Tradecraft includes access to training, operating procedures/guides, templates, and other resources. These resources are valuable in the Response Mission and provide guidance, use-cases that demonstrate successes or smart practices, training, and potential grant opportunities to support building, sustaining, and delivering geospatial capabilities. A list of Tradecraft resources available is provided below:

  1. Grants and financial assistance can supply essential funding for staffing, training, data, software and infrastructure necessary to support the Response Mission. There are several ways of applying for grants or other financial agreements.
    1. The National Geospatial Intelligence Agency (NGA) overs several types of funding programs.
    2. The Homeland Security Grant Program supports state, local, and tribal efforts to support the National Preparedness Mission by providing federal funds to obtain the resources required. Focuses in FY 2017 include state homeland security, urban area security, and border security. More documentation on FY 2017 can be found here:
  2. Figure 2: The CARAT and other capability assessment tools provide a framework for systematic analysis of current state and help plan for future desired levels of capability.

    It is important to assess and understand an agency’s current geospatial abilities to determine geospatial strengths and weaknesses. The NAPSG Foundation’s CARAT Tool is designed to serve as a roadmap for understanding an agency’s readiness to support geospatial functions and can teach how GIS can be applied to public safety.

  3. Training for analysts and those supporting the Prevention mission is essential in preparing for potential or imminent events. While each of these provides a range of trainings across their mission areas, geospatial offerings can increasingly be found within their course catalogs. The course range from self-paced online briefings to full instructor led courses in many cases.
    1. The FEMA Emergency Management Institute (EMI) has courses to prepare planners and responders for the potential effects of all types of disaster and emergencies.

      Figure 3: FEMA’s EMI web site provides a catalog of Independent study and instructor led courses.

  4. Concept of Operations - The Homeland Security Enterprises Geospatial Concept of Operations (GeoCONOPS) includes community resources and capabilities, best practices, a catalog of authoritative data, and identification of technical capabilities, and is intended to support the geospatial community within the Homeland Security Enterprise.
  5. Standard Operating Procedures (SOPs) supply structure, guidance and direction to analysts and decision makers on proper steps to take when using GIS to support the Prevention Mission. GIS SOPs serve as a shared foundation, encouraging improved communication and collaboration amongst GIS staff, operators, and decision makers.
    1. The NAPSG Foundation’s Geospatial Standard Operating Guides (SOG) include templates and guidelines for coordinating geospatial emergency support efforts, including the prevention mission.
  6. Organization of human resources can play an important role as it is essential to understand who and where people are that can support the mission.
    1. FEMA’s Citizen Corps helps to coordinate volunteers’ activities to make communities safer, stronger, and better prepared to response to an emergency.
    2. The NSGIC Emergency Contact List is a regularly updated document containing contact information for geospatial professionals in Federal, state, and local agencies involved in supporting the HSE community.

Best Practices and Operating Procedures


Best Practices and Operating Procedures provide guidance and structure that promotes consistent application of geospatial capabilities and resources to meet the needs of elected officials, senior leaders, decision-makers, and operators responsible for coordinating a unity of effort to support meeting the needs of affected communities.

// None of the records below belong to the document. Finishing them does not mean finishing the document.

// nuke-launcher: Nuke / Hiero engine launcher
//
// SPDX-FileCopyrightText: 2026 Romeo Ahmed
// SPDX-License-Identifier: GPL-3.0-or-later

//! Engine configuration.
//!
//! ```text
//! root/                 (engine checkout, default: cwd)
//!   plugins/
//!     basic/            (startup path, unless plugin_path is set)
//! ```
//!
//! Relative paths are resolved against the current directory, and a
//! relative `plugin_path` against `root`.

use serde::{Deserialize, Serialize};
use std::path::PathBuf;

use crate::error::{ConfigError, Result};

/// Name of the engine served by default.
pub const DEFAULT_ENGINE: &str = "tk-nuke";

/// The engine whose startup plugins are injected into launches.
#[derive(Debug, Clone, Serialize, Deserialize)]
#[serde(default, deny_unknown_fields)]
pub struct EngineConfig {
    /// Engine name, exported as `SGTK_ENGINE`.
    pub name: String,
    /// Engine checkout root.
    pub root: PathBuf,
    /// Startup plugin directory (default: `root/plugins/basic`).
    #[serde(skip_serializing_if = "Option::is_none")]
    pub plugin_path: Option<PathBuf>,
    /// Serialized pipeline context, exported as `SGTK_CONTEXT`.
    #[serde(skip_serializing_if = "Option::is_none")]
    pub context: Option<String>,
}

impl Default for EngineConfig {
    fn default() -> Self {
        Self {
            name: DEFAULT_ENGINE.to_string(),
            root: PathBuf::from("."),
            plugin_path: None,
            context: None,
        }
    }
}

impl EngineConfig {
    /// Makes `root` and `plugin_path` absolute.
    ///
    /// # Errors
    ///
    /// Returns a `ConfigError::InvalidValue` if the engine name is empty or a
    /// path cannot be made absolute.
    pub fn resolve(&mut self) -> Result<()> {
        if self.name.trim().is_empty() {
            return Err(ConfigError::InvalidValue {
                section: "engine".to_string(),
                key: "name".to_string(),
                message: "engine name must not be empty".to_string(),
            }
            .into());
        }

        self.root = std::path::absolute(&self.root).map_err(|e| ConfigError::InvalidValue {
            section: "engine".to_string(),
            key: "root".to_string(),
            message: e.to_string(),
        })?;

        if let Some(plugin_path) = &self.plugin_path
            && plugin_path.is_relative()
        {
            self.plugin_path = Some(self.root.join(plugin_path));
        }

        Ok(())
    }

    /// Directory appended to `NUKE_PATH` / `HIERO_PLUGIN_PATH`.
    #[must_use]
    pub fn startup_path(&self) -> PathBuf {
        self.plugin_path
            .clone()
            .unwrap_or_else(|| self.root.join("plugins").join("basic"))
    }
}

Below are a few examples.

Use of the United States National Grid (USNG)
Effective preparedness for, response to, and recovery from large-scale and catastrophic incidents affecting multiple jurisdictions requires the use of a uniform point and area reference system. Lessons learned from several large- scale disasters1 within the past three decades highlight the need for a common, geographic reference system to anticipate resource requirements, facilitate decision-making, and accurately deploy resources. While existing data collection and geographic technologies support some decision-making requirements, integration of the USNG into these technologies allows them to deliver fully functional location-enabled decision support. Decision support tools that apply the USNG enable emergency managers to locate positions and identify areas of interest or operations where traditional references (i.e., landmarks or street signs) may be destroyed, damaged, or missing as the result of a disaster. Implementing a common location reference for daily and disaster operations ensures familiarity and increases capability to consistently and accurately communicate critical location-enabled information in often austere environments of disaster operations.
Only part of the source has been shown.